I remember in 8th grade, Mr. Weidman (my psychology teacher) showed us a study about this fascinating tribe that still lives in the African Serengeti.
These tribes people were amazing. There was a video of them cutting up a dead giraffe that they killed with sharpened rocks. They were butchering this giraffe with amazing skill. The way the cut the meat was beautiful. I know it sounds weird, but it was truly as sight to behold. (Clearly, since I still remember it from 8th grade).
Anyway, the reason Mr. Weidman showed the class this video was because the psychologists recording the video were studying leisure.
These tribes people didn’t do much. They were in sync with the natural rhythm of their endocrine and metabolic systems.
When they hunted, they did so by marching and walking. There was very little “sprinting” involved. When the time came for them to bounce on their prey and make the kill, the sprinted and burned more of their calories during that 5 minutes than they did for most of the hunt.
The management of caloric intake and burn was a huge aspect of their lives. They rationed their calories appropriately, both by literal rationing of resources, but also by rationing their movements.
When they weren’t hunting, they were simply … lounging around.
They sat. Told stories. They stared off into space.
And you know what else was fascinating about them?
They had zero psychological disorders.
No anxiety. No schizophrenia. No bi-polar disorder. No chronic stress at all.
The psychologists performing the study and recording the videos determined that the reason the tribes people were so emotionally and mentally healthy was because of their lack of choices. They didn’t have a lot of options.
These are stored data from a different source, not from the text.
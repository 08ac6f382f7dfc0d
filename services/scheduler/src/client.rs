//! Remote API client interface and in-memory implementation.
//!
//! The dispatcher's workers share one client, so implementations must be
//! safe for concurrent use.
//!
//! `InMemoryClient` stands in for the real control-plane API in the binary
//! and in tests. It keeps objects in memory, applies the same preconditions
//! a real API server would (uid and resource-version checks, no rebinding)
//! and can be told to fail or slow down specific call kinds.

use std::collections::HashMap;
use std::sync::atomic::{AtomicUsize, Ordering};
use std::time::Duration;

use async_trait::async_trait;
use dashmap::DashMap;
use sked_id::{ObjectKey, ObjectKind};
use thiserror::Error;
use tokio::sync::{Mutex, RwLock};
use tracing::debug;

use crate::api_calls::{CallKind, CallPayload};
use crate::model::{Binding, DeleteOptions, ObjectState, StatusPatch};

/// Errors returned by the remote API.
#[derive(Debug, Clone, Error, PartialEq, Eq)]
pub enum ApiError {
    #[error("{0} not found")]
    NotFound(ObjectKey),

    /// Precondition failed or the object was modified concurrently.
    #[error("conflict on {key}: {message}")]
    Conflict { key: ObjectKey, message: String },

    #[error("invalid request for {key}: {message}")]
    Invalid { key: ObjectKey, message: String },

    /// The request never got a definitive answer.
    #[error("transport error: {0}")]
    Transport(String),
}

impl ApiError {
    pub fn is_not_found(&self) -> bool {
        matches!(self, Self::NotFound(_))
    }

    pub fn is_conflict(&self) -> bool {
        matches!(self, Self::Conflict { .. })
    }

    fn conflict(key: &ObjectKey, message: impl Into<String>) -> Self {
        Self::Conflict {
            key: key.clone(),
            message: message.into(),
        }
    }
}

/// Typed mutations against named remote objects.
#[async_trait]
pub trait ApiClient: Send + Sync {
    /// Create the binding subresource, assigning the object to a node.
    async fn bind(&self, binding: &Binding) -> Result<ObjectState, ApiError>;

    async fn patch_status(
        &self,
        key: &ObjectKey,
        patch: &StatusPatch,
    ) -> Result<ObjectState, ApiError>;

    async fn delete(&self, key: &ObjectKey, options: &DeleteOptions) -> Result<(), ApiError>;

    /// Replace the object. Fails with a conflict if `object.resource_version`
    /// is stale.
    async fn update(&self, object: &ObjectState) -> Result<ObjectState, ApiError>;

    async fn get(&self, key: &ObjectKey) -> Result<ObjectState, ApiError>;

    async fn list(&self, kind: ObjectKind) -> Result<Vec<ObjectState>, ApiError>;
}

/// A mutation the in-memory client received.
#[derive(Debug, Clone, PartialEq)]
pub struct ExecutedCall {
    pub key: ObjectKey,
    pub payload: CallPayload,
}

impl ExecutedCall {
    pub fn kind(&self) -> CallKind {
        self.payload.kind()
    }
}

/// In-process API client.
#[derive(Default)]
pub struct InMemoryClient {
    objects: RwLock<HashMap<ObjectKey, ObjectState>>,

    /// Errors returned for every call of a kind until cleared.
    failures: DashMap<CallKind, ApiError>,

    /// Artificial delay applied to every mutation.
    latency: Option<Duration>,

    executed: Mutex<Vec<ExecutedCall>>,

    /// Mutations currently executing, per key.
    active: DashMap<ObjectKey, usize>,
    max_active_per_key: AtomicUsize,
}

impl InMemoryClient {
    pub fn new() -> Self {
        Self::default()
    }

    /// Create a client pre-populated with `objects`.
    pub fn with_objects(objects: impl IntoIterator<Item = ObjectState>) -> Self {
        let objects = objects
            .into_iter()
            .map(|object| (object.key.clone(), object))
            .collect();
        Self {
            objects: RwLock::new(objects),
            ..Self::default()
        }
    }

    /// Delay every mutation by `latency`.
    pub fn with_latency(mut self, latency: Duration) -> Self {
        self.latency = Some(latency);
        self
    }

    /// Fail every call of `kind` with `error` until [`clear_failures`] is called.
    ///
    /// [`clear_failures`]: Self::clear_failures
    pub fn fail_calls(&self, kind: CallKind, error: ApiError) {
        self.failures.insert(kind, error);
    }

    pub fn clear_failures(&self) {
        self.failures.clear();
    }

    pub async fn insert(&self, object: ObjectState) {
        self.objects.write().await.insert(object.key.clone(), object);
    }

    /// All mutations received so far, in arrival order. Failed calls are
    /// included.
    pub async fn executed(&self) -> Vec<ExecutedCall> {
        self.executed.lock().await.clone()
    }

    /// Bindings received so far, including failed ones.
    pub async fn bindings(&self) -> Vec<Binding> {
        self.executed
            .lock()
            .await
            .iter()
            .filter_map(|call| match &call.payload {
                CallPayload::Bind(binding) => Some(binding.clone()),
                _ => None,
            })
            .collect()
    }

    /// Highest number of mutations ever observed executing at once for a
    /// single key.
    pub fn max_active_per_key(&self) -> usize {
        self.max_active_per_key.load(Ordering::SeqCst)
    }

    /// Shared prologue of every mutation: record, track concurrency, delay,
    /// apply injected failures.
    async fn begin(&self, key: &ObjectKey, payload: CallPayload) -> Result<ActiveGuard<'_>, ApiError> {
        let kind = payload.kind();
        self.executed.lock().await.push(ExecutedCall {
            key: key.clone(),
            payload,
        });

        let guard = ActiveGuard::enter(self, key);

        if let Some(latency) = self.latency {
            tokio::time::sleep(latency).await;
        }

        if let Some(error) = self.failures.get(&kind).map(|e| e.value().clone()) {
            debug!(key = %key, kind = %kind, error = %error, "Injected API failure");
            return Err(error);
        }

        Ok(guard)
    }
}

#[async_trait]
impl ApiClient for InMemoryClient {
    async fn bind(&self, binding: &Binding) -> Result<ObjectState, ApiError> {
        let _active = self
            .begin(&binding.key, CallPayload::Bind(binding.clone()))
            .await?;

        let mut objects = self.objects.write().await;
        let object = objects
            .get_mut(&binding.key)
            .ok_or_else(|| ApiError::NotFound(binding.key.clone()))?;

        if let Some(uid) = &binding.uid {
            if uid != &object.uid {
                return Err(ApiError::conflict(&binding.key, "uid precondition failed"));
            }
        }
        if let Some(node) = &object.node_name {
            return Err(ApiError::conflict(
                &binding.key,
                format!("already assigned to node {node}"),
            ));
        }

        object.node_name = Some(binding.node_name().to_string());
        object.resource_version += 1;
        Ok(object.clone())
    }

    async fn patch_status(
        &self,
        key: &ObjectKey,
        patch: &StatusPatch,
    ) -> Result<ObjectState, ApiError> {
        let _active = self
            .begin(key, CallPayload::StatusPatch(patch.clone()))
            .await?;

        let mut objects = self.objects.write().await;
        let object = objects
            .get_mut(key)
            .ok_or_else(|| ApiError::NotFound(key.clone()))?;

        let mut patched = patch.apply_to(object);
        patched.resource_version += 1;
        *object = patched.clone();
        Ok(patched)
    }

    async fn delete(&self, key: &ObjectKey, options: &DeleteOptions) -> Result<(), ApiError> {
        let _active = self
            .begin(key, CallPayload::Delete(options.clone()))
            .await?;

        let mut objects = self.objects.write().await;
        let object = objects
            .get(key)
            .ok_or_else(|| ApiError::NotFound(key.clone()))?;

        if let Some(uid) = &options.uid {
            if uid != &object.uid {
                return Err(ApiError::conflict(key, "uid precondition failed"));
            }
        }

        objects.remove(key);
        Ok(())
    }

    async fn update(&self, object: &ObjectState) -> Result<ObjectState, ApiError> {
        let _active = self
            .begin(&object.key, CallPayload::Update(object.clone()))
            .await?;

        let mut objects = self.objects.write().await;
        let stored = objects
            .get_mut(&object.key)
            .ok_or_else(|| ApiError::NotFound(object.key.clone()))?;

        if stored.resource_version != object.resource_version {
            return Err(ApiError::conflict(
                &object.key,
                format!(
                    "resource version {} is stale, current is {}",
                    object.resource_version, stored.resource_version
                ),
            ));
        }

        let mut updated = object.clone();
        updated.resource_version += 1;
        *stored = updated.clone();
        Ok(updated)
    }

    async fn get(&self, key: &ObjectKey) -> Result<ObjectState, ApiError> {
        self.objects
            .read()
            .await
            .get(key)
            .cloned()
            .ok_or_else(|| ApiError::NotFound(key.clone()))
    }

    async fn list(&self, kind: ObjectKind) -> Result<Vec<ObjectState>, ApiError> {
        let mut objects: Vec<_> = self
            .objects
            .read()
            .await
            .values()
            .filter(|object| object.key.kind() == kind)
            .cloned()
            .collect();
        objects.sort_by(|a, b| a.key.cmp(&b.key));
        Ok(objects)
    }
}

/// Counts a mutation as executing for its key until dropped.
struct ActiveGuard<'a> {
    client: &'a InMemoryClient,
    key: ObjectKey,
}

impl<'a> ActiveGuard<'a> {
    fn enter(client: &'a InMemoryClient, key: &ObjectKey) -> Self {
        let active = {
            let mut count = client.active.entry(key.clone()).or_insert(0);
            *count += 1;
            *count
        };
        client.max_active_per_key.fetch_max(active, Ordering::SeqCst);
        Self {
            client,
            key: key.clone(),
        }
    }
}

impl Drop for ActiveGuard<'_> {
    fn drop(&mut self) {
        if let Some(mut count) = self.client.active.get_mut(&self.key) {
            *count = count.saturating_sub(1);
        }
    }
}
Their lives were, in many ways, predetermined.
The stress they felt was the way human beings are supposed to feel stress. Cortisol is supposed to heighten your senses and adrenaline quite literally makes you stronger. These are temporary solutions to immediate danger. Cortisol is meant to protect you from a threat.
For the tribes people, after a perceived threat disappears, the stress levels quickly return back to normal.
I think about this study a lot. I think about the burden of choice, and the endless options we have as a society.
The question that always pops into my head is “what do you do when you can do anything?”
In most cases, people freeze. They over analyze and their cortisol levels shoot up. But cortisol isn’t designed to help you decide which marketing campaign to chose or which investment to make. Those choices don’t have any certainty of outcome, which is why these are the choices that keep us up at night.
There is simply no way to know if you made the right call or not. You are always left with the alternative future of what could have been.
To make matters worse, social media and modern society has hijacked our stress systems to make us believe there are constant threats. Society is safer now than it has ever been, but our brains don’t know that.
Our brains perceive threats all around us, all the time, from every direction. When there is always a choice to be made, then there is always a stress to be felt.
We do not simply lay in the shade anymore.
Any real entrepreneur will tell you that the hard work is actually a feature, not a bug. An entrepreneur can only be as such if the work feels like play, because who would ever work 60 hours a week towards an uncertain future filled with doubt, setbacks, loses, and heartbreak while simultaneously doing something they don’t like doing?
The math doesn’t add up. It’s not a reasonable trade off.
By nature, real entrepreneurs would be this way because they enjoy it.
My hunch tells me that real entrepreneurs could do without the constant thinking. We could do without the paranoia and the feeling that disaster is peeking behind every corner.
The thinking is by far the hardest part.